## What this task involves
Up to and including the line with "if (!container) return;", output the records exactly as they appear.

[Stored items]
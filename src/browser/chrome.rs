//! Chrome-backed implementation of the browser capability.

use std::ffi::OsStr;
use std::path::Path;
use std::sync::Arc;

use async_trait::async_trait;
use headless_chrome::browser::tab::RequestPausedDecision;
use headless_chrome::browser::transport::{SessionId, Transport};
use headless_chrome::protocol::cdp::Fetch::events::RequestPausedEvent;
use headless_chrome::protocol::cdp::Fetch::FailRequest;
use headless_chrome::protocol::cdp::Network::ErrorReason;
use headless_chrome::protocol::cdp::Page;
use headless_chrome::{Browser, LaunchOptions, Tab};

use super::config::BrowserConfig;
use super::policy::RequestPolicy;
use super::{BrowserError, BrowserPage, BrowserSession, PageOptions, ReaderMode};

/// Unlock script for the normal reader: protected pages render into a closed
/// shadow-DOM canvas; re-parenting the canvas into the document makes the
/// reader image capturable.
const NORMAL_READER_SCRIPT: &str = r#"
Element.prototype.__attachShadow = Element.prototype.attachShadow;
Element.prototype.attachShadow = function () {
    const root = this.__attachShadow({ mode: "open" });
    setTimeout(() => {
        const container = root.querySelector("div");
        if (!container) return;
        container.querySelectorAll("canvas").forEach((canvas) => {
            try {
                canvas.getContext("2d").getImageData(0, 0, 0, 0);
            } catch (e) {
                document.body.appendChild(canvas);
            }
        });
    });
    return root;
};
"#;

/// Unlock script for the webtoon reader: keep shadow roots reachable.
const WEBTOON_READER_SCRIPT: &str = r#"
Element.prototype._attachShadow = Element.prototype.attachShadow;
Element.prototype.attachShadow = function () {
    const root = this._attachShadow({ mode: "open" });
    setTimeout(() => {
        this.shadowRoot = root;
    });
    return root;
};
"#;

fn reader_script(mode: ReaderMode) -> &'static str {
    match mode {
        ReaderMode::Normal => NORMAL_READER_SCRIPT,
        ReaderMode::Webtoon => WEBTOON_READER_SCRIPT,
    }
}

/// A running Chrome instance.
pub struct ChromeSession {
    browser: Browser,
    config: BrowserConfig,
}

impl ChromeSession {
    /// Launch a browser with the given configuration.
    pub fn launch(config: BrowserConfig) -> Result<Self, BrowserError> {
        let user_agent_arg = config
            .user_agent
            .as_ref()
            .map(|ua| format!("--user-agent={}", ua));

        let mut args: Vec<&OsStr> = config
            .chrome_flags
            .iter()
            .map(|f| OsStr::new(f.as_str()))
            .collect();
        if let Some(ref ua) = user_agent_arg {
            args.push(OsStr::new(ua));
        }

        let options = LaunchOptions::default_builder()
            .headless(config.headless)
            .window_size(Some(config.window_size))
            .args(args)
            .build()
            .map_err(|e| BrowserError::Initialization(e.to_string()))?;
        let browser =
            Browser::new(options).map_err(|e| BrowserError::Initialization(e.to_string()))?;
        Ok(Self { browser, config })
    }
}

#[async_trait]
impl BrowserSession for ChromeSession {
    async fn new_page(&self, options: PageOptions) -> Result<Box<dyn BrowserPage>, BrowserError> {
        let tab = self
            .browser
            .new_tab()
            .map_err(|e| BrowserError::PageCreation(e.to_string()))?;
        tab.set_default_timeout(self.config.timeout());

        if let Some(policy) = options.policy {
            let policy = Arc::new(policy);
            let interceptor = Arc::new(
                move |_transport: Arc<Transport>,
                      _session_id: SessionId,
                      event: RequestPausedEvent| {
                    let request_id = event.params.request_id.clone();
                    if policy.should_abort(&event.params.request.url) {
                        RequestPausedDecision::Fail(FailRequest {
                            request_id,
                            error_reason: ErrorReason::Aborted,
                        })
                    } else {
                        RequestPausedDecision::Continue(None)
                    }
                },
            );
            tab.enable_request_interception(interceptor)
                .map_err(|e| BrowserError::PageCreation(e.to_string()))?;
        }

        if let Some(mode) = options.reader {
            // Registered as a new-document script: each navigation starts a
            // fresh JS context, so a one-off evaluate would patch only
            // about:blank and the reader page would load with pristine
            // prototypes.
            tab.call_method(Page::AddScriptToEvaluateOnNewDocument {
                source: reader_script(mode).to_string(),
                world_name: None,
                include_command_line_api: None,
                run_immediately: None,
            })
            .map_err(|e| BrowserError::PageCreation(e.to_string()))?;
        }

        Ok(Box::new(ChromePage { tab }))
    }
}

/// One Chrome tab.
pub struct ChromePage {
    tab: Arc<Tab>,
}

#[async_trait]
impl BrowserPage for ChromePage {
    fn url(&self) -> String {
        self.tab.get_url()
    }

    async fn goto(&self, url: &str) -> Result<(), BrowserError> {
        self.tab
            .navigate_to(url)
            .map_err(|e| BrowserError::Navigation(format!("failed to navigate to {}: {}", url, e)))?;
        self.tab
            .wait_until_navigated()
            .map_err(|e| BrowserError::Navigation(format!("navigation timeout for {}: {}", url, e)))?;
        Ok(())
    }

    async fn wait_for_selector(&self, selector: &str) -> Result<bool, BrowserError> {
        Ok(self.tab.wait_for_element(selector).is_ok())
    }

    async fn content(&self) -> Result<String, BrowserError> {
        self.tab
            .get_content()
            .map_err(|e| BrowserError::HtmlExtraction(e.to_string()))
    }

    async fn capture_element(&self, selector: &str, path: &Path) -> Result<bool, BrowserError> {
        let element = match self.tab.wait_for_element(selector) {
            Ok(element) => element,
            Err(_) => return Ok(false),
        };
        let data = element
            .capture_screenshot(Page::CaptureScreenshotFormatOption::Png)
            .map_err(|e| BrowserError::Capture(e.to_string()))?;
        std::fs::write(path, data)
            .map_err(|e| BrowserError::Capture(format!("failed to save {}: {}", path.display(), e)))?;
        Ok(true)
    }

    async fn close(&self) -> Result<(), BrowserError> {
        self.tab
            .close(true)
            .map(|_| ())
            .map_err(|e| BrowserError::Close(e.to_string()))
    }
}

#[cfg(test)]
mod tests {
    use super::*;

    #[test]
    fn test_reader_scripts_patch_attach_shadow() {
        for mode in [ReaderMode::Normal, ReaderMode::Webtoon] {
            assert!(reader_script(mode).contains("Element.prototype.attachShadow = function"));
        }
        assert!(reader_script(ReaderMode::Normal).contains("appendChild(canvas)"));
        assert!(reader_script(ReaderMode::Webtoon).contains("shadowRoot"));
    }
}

## Exercise result
filename src/browser/chrome.rs
//! Chrome-backed implementation of the browser capability.

use std::ffi::OsStr;
use std::path::Path;
use std::sync::Arc;

use async_trait::async_trait;
use headless_chrome::browser::tab::RequestPausedDecision;
use headless_chrome::browser::transport::{SessionId, Transport};
use headless_chrome::protocol::cdp::Fetch::events::RequestPausedEvent;
use headless_chrome::protocol::cdp::Fetch::FailRequest;
use headless_chrome::protocol::cdp::Network::ErrorReason;
use headless_chrome::protocol::cdp::Page;
use headless_chrome::{Browser, LaunchOptions, Tab};

use super::config::BrowserConfig;
use super::policy::RequestPolicy;
use super::{BrowserError, BrowserPage, BrowserSession, PageOptions, ReaderMode};

/// Unlock script for the normal reader: protected pages render into a closed
/// shadow-DOM canvas; re-parenting the canvas into the document makes the
/// reader image capturable.
const NORMAL_READER_SCRIPT: &str = r#"
Element.prototype.__attachShadow = Element.prototype.attachShadow;
Element.prototype.attachShadow = function () {
    const root = this.__attachShadow({ mode: "open" });
    setTimeout(() => {
        const container = root.querySelector("div");
        if (!container) return;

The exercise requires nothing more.